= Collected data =
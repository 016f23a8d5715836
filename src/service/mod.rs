//! Poll operations. Handlers extract plain request values and call these;
//! nothing here knows about HTTP.

pub mod poll;
pub mod vote;
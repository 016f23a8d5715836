use std::collections::HashSet;

use serde::Deserialize;
use tracing::info;

use crate::db::TestStore;
use crate::error::{PollError, PollResult};

pub const NEED_CHOICE: &str = "Need to choose to vote!";

#[derive(Debug, Default, Deserialize)]
pub struct VoteForm {
    pub choice: Option<String>,
}

#[derive(Debug, PartialEq)]
pub struct VoteReceipt {
    pub id: i32,
    pub votes: i32,
    /// The client's ledger with this vote appended.
    pub ledger: Vec<i32>,
}

/// Counts one vote for `choice`, unless the ledger already holds a vote for
/// any choice of the same test.
pub async fn cast_vote(store: &dyn TestStore, choice: Option<&str>, mut ledger: Vec<i32>) -> PollResult<VoteReceipt> {
    let choice = match choice.map(str::trim) {
        None | Some("") => {
            info!("Rejected vote without a choice");
            return Err(PollError::Validation(NEED_CHOICE));
        }
        Some(v) => v,
    };

    let id = match choice.parse::<i32>() {
        Ok(v) => v,
        Err(_) => {
            info!(choice, "Rejected vote for a malformed choice id");
            return Err(PollError::NotFound);
        }
    };

    let choice = match store.get_choice(id).await? {
        None => {
            info!(choice_id = id, "Rejected vote for an unknown choice");
            return Err(PollError::NotFound);
        }
        Some(v) => v,
    };

    //

    let voted = ledger.iter().copied().collect::<HashSet<i32>>();
    let siblings = store.test_choice_ids(choice.id_test).await?;

    if siblings.iter().any(|id| voted.contains(id)) {
        info!(choice_id = id, test_id = choice.id_test, "Rejected repeat vote");
        return Err(PollError::Forbidden);
    }

    //

    let votes = match store.add_vote(id).await? {
        None => return Err(PollError::NotFound),
        Some(v) => v,
    };

    ledger.push(id);

    info!(choice_id = id, test_id = choice.id_test, votes, "Counted vote");

    Ok(VoteReceipt {
        id,
        votes,
        ledger,
    })
}
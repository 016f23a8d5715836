use picpoll::config::Config;
use picpoll::runtime::init_logging;
use picpoll::start_server;

#[tokio::main]
async fn main() {
    dotenv::dotenv().ok();

    init_logging();

    let config = match Config::load() {
        Ok(v) => v,
        Err(e) => {
            tracing::error!(error = ?e, "Invalid configuration");
            std::process::exit(1);
        }
    };

    if let Err(e) = start_server(config).await {
        tracing::error!(error = ?e, "Server error");
        std::process::exit(1);
    }
}
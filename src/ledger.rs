//! Signed vote ledger.
//!
//! The ledger is the list of choice ids a client has voted for. It lives on
//! the client as `base64url(json) "." base64url(hmac)`, so the server can
//! trust its authenticity without storing anything. Anything that fails to
//! verify decodes to an empty ledger.

use base64::engine::general_purpose::URL_SAFE_NO_PAD;
use base64::Engine;
use hmac::{Hmac, Mac};
use itertools::Itertools;
use sha2::{Digest, Sha256};
use tracing::debug;

type HmacSha256 = Hmac<Sha256>;

pub const COOKIE_NAME: &str = "chosen";

#[derive(Clone)]
pub struct LedgerCodec {
    key: Vec<u8>,
}

impl LedgerCodec {
    pub fn new(secret: &[u8]) -> Self {
        // Salted with the cookie name; a value signed for another cookie must not verify here.
        let key = Sha256::new()
            .chain_update(b"picpoll.signed-cookie.")
            .chain_update(COOKIE_NAME.as_bytes())
            .chain_update(secret)
            .finalize()
            .to_vec();

        Self {
            key,
        }
    }

    fn mac(&self, payload: &str) -> HmacSha256 {
        let mut mac = HmacSha256::new_from_slice(&self.key).expect("HMAC accepts keys of any length");
        mac.update(payload.as_bytes());
        mac
    }

    pub fn encode(&self, ids: &[i32]) -> String {
        let json = format!("[{}]", ids.iter().join(","));
        let payload = URL_SAFE_NO_PAD.encode(json);
        let signature = URL_SAFE_NO_PAD.encode(self.mac(&payload).finalize().into_bytes());

        format!("{}.{}", payload, signature)
    }

    pub fn decode(&self, token: &str) -> Vec<i32> {
        let (payload, signature) = match token.split_once('.') {
            None => return Vec::new(),
            Some(v) => v,
        };

        let signature = match URL_SAFE_NO_PAD.decode(signature) {
            Ok(v) => v,
            Err(_) => return Vec::new(),
        };

        if self.mac(payload).verify_slice(&signature).is_err() {
            debug!("Rejected vote ledger with a bad signature");
            return Vec::new();
        }

        URL_SAFE_NO_PAD.decode(payload)
            .ok()
            .and_then(|json| serde_json::from_slice::<Vec<i32>>(&json).ok())
            .unwrap_or_default()
    }
}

= Problem description =
Please find the lines in the data that contain the word "match" and copy them.

= Response to the task =
    let choice = match choice.map(str::trim) {
    let id = match choice.parse::<i32>() {
    let choice = match store.get_choice(id).await? {
    let votes = match store.add_vote(id).await? {
    let config = match Config::load() {
        let (payload, signature) = match token.split_once('.') {
        let signature = match URL_SAFE_NO_PAD.decode(signature) {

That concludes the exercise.